Some clever programmers put together the software used for analyzing the data returned by the Arecibo antenna (the largest radio receiver on Earth), put some pretty graphics on it, got it to act as a screensaver, and put it on the web. Consequently, several hundred thousand people downloaded it and ran it as their screensaver. While they’re away from their computers, this pretty screensaver crunches through vast quantities of data, searching for patterns in the signals. The SETI project (as of this writing) in this way has a “virtual computer” that is computing 13.5 trillion floating-point operations per second, thanks to the people running the “screen saver.” Individual computers can be used to distribute mathematical work!

(I feel I should also mention distributed.net, which spends its time using people’s computing power to crack cryptography codes.
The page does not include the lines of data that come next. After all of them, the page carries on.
/// Convenience result type used across the store, schema, and explorer APIs.
pub type CinemaResult<T> = Result<T, CinemaError>;

/// Top-level error taxonomy used by store and exploration APIs.
#[derive(thiserror::Error, Debug)]
pub enum CinemaError {
    /// Invalid parameter definition, value domain, dependency rule, or name pattern.
    #[error("schema error: {0}")]
    Schema(String),

    /// Operation not allowed in the store's current lifecycle state.
    #[error("illegal state: {0}")]
    IllegalState(String),

    /// A descriptor or query that cannot be mapped onto the store's address space.
    #[error("query error: {0}")]
    Query(String),

    /// A document payload the store cannot persist.
    #[error("payload error: {0}")]
    Payload(String),

    /// A track failed while the explorer was producing a document.
    #[error("traversal aborted at {descriptor}: {source}")]
    Traversal {
        /// Textual form of the descriptor being produced.
        descriptor: String,
        /// The track's own error.
        #[source]
        source: Box<CinemaError>,
    },

    /// Errors when serializing or deserializing the schema file or sidecars.
    #[error("serialization error: {0}")]
    Serde(String),

    /// Wrapped lower-level error from dependencies or IO.
    #[error(transparent)]
    Other(#[from] anyhow::Error),
}

impl CinemaError {
    /// Build a [`CinemaError::Schema`] value.
    pub fn schema(msg: impl Into<String>) -> Self {
        Self::Schema(msg.into())
    }

    /// Build a [`CinemaError::IllegalState`] value.
    pub fn illegal_state(msg: impl Into<String>) -> Self {
        Self::IllegalState(msg.into())
    }

    /// Build a [`CinemaError::Query`] value.
    pub fn query(msg: impl Into<String>) -> Self {
        Self::Query(msg.into())
    }

    /// Build a [`CinemaError::Payload`] value.
    pub fn payload(msg: impl Into<String>) -> Self {
        Self::Payload(msg.into())
    }

    /// Build a [`CinemaError::Serde`] value.
    pub fn serde(msg: impl Into<String>) -> Self {
        Self::Serde(msg.into())
    }

    /// Wrap a track failure together with the descriptor it was producing.
    pub fn traversal(descriptor: impl Into<String>, source: CinemaError) -> Self {
        Self::Traversal {
            descriptor: descriptor.into(),
            source: Box::new(source),
        }
    }
}

impl From<serde_json::Error> for CinemaError {
    fn from(err: serde_json::Error) -> Self {
        Self::Serde(err.to_string())
    }
}

#[cfg(test)]
#[path = "../../tests/unit/foundation/error.rs"]
mod tests;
Their “virtual computer” is currently cracking a 64-bit cipher known as RC4 at the rate of 130 billion keys per second.)

data services

So it’s now clear that it’s advantageous to distribute computation and the serving of data across as many computers as possible. We’ve seen how a few projects have distributed computation across end users, but what projects have distributed data services?

Napster is one of the first and best examples of end-users acting as distributed servers. When you install Napster, it asks you where your MP3 files are. You tell it and it goes out and makes a list of what MP3 files you have, how long each song is, and what quality the recording is. It then uploads this list (but not the songs) to a central server. In this way, the central server has a whole bunch of lists: it knows who has what music of everybody who is running Napster. You can ask the server who has got songs by Nirvana and then contact those other users (while your Beck tunes are possibly getting served to some Scandinavian with a predilection for American music). This model allows for information (in this case, MP3 files) to be rapidly and efficiently served to thousands of users.
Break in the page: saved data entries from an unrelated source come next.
use std::collections::BTreeMap;
use std::fmt;

/// A single parameter value.
///
/// Values serialize untagged so that the schema file keeps plain JSON numbers and strings.
/// Integer and float values compare numerically with each other; text only equals text.
#[derive(Clone, Debug, serde::Serialize, serde::Deserialize)]
#[serde(untagged)]
pub enum Value {
    /// Integral number (time steps, angles in whole degrees).
    Int(i64),
    /// Floating point number (offsets, iso-values).
    Float(f64),
    /// Free text (field names, color modes).
    Text(String),
}

/// Parameter-name to value assignment identifying one document (or a partial query).
pub type Descriptor = BTreeMap<String, Value>;

impl Value {
    /// Return `true` for [`Value::Int`] and [`Value::Float`].
    pub fn is_numeric(&self) -> bool {
        matches!(self, Self::Int(_) | Self::Float(_))
    }

    /// Numeric view of the value, if any.
    pub fn as_f64(&self) -> Option<f64> {
        match self {
            Self::Int(v) => Some(*v as f64),
            Self::Float(v) => Some(*v),
            Self::Text(_) => None,
        }
    }

    /// Text view of the value, if any.
    pub fn as_str(&self) -> Option<&str> {
        match self {
            Self::Text(s) => Some(s),
            _ => None,
        }
    }

    /// Read back a value from its text form: integer, then float, else text.
    pub fn parse_component(text: &str) -> Self {
        if let Ok(i) = text.parse::<i64>() {
            Self::Int(i)
        } else if let Ok(f) = text.parse::<f64>() {
            Self::Float(f)
        } else {
            Self::Text(text.to_string())
        }
    }

    fn repr(&self) -> String {
        match self {
            Self::Text(s) => format!("'{s}'"),
            other => other.to_string(),
        }
    }
}

impl PartialEq for Value {
    fn eq(&self, other: &Self) -> bool {
        match (self, other) {
            (Self::Int(a), Self::Int(b)) => a == b,
            (Self::Text(a), Self::Text(b)) => a == b,
            (Self::Text(_), _) | (_, Self::Text(_)) => false,
            (a, b) => a.as_f64() == b.as_f64(),
        }
    }
}

/// Path-component form used when a value is substituted into a name pattern.
impl fmt::Display for Value {
    fn fmt(&self, f: &mut fmt::Formatter<'_>) -> fmt::Result {
        match self {
            Self::Int(v) => write!(f, "{v}"),
            Self::Float(v) if v.is_finite() && v.fract() == 0.0 && v.abs() < 1e16 => {
                write!(f, "{v:.1}")
            }
            Self::Float(v) => write!(f, "{v}"),
            Self::Text(s) => f.write_str(s),
        }
    }
}

impl From<i64> for Value {
    fn from(v: i64) -> Self {
        Self::Int(v)
    }
}

impl From<i32> for Value {
    fn from(v: i32) -> Self {
        Self::Int(v.into())
    }
}

impl From<u32> for Value {
    fn from(v: u32) -> Self {
        Self::Int(v.into())
    }
}

impl From<f64> for Value {
    fn from(v: f64) -> Self {
        Self::Float(v)
    }
}

impl From<&str> for Value {
    fn from(v: &str) -> Self {
        Self::Text(v.to_string())
    }
}

impl From<String> for Value {
    fn from(v: String) -> Self {
        Self::Text(v)
    }
}

/// Render a descriptor as `{'name': value, ...}` in name order.
///
/// Text values are single-quoted; this is the payload written by
/// [`crate::DescriptorTrack`] and the label used in traversal errors.
pub fn format_descriptor(desc: &Descriptor) -> String {
    let body = desc
        .iter()
        .map(|(k, v)| format!("'{k}': {}", v.repr()))
        .collect::<Vec<_>>()
        .join(", ");
    format!("{{{body}}}")
}

/// Build a [`Descriptor`] from `(name, value)` pairs.
pub fn descriptor<I, K, V>(pairs: I) -> Descriptor
where
    I: IntoIterator<Item = (K, V)>,
    K: Into<String>,
    V: Into<Value>,
{
    pairs
        .into_iter()
        .map(|(k, v)| (k.into(), v.into()))
        .collect()
}

#[cfg(test)]
#[path = "../../tests/unit/foundation/value.rs"]
mod tests;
The problem with it is both technical and legal: there is a single point of failure: Napster’s servers. While there is more than one server (the client asks a “meta-server” what server it should connect to), they are all owned by Napster. These servers unfortunately do not share their file lists between each other and as a result, you can only share files (and see the files of) others connected to the same server that you happen to have connected to. Napster is currently being sued by the RIAA for acting as a medium for distributing illegal MP3 files. While it is true that Napster can be easily used for illegally distributing MP3 files, they themselves don’t actually copy the bits for users: a bit more like acting as a Kinko’s that happens to be used by subversives than actually making MP3 copies themselves.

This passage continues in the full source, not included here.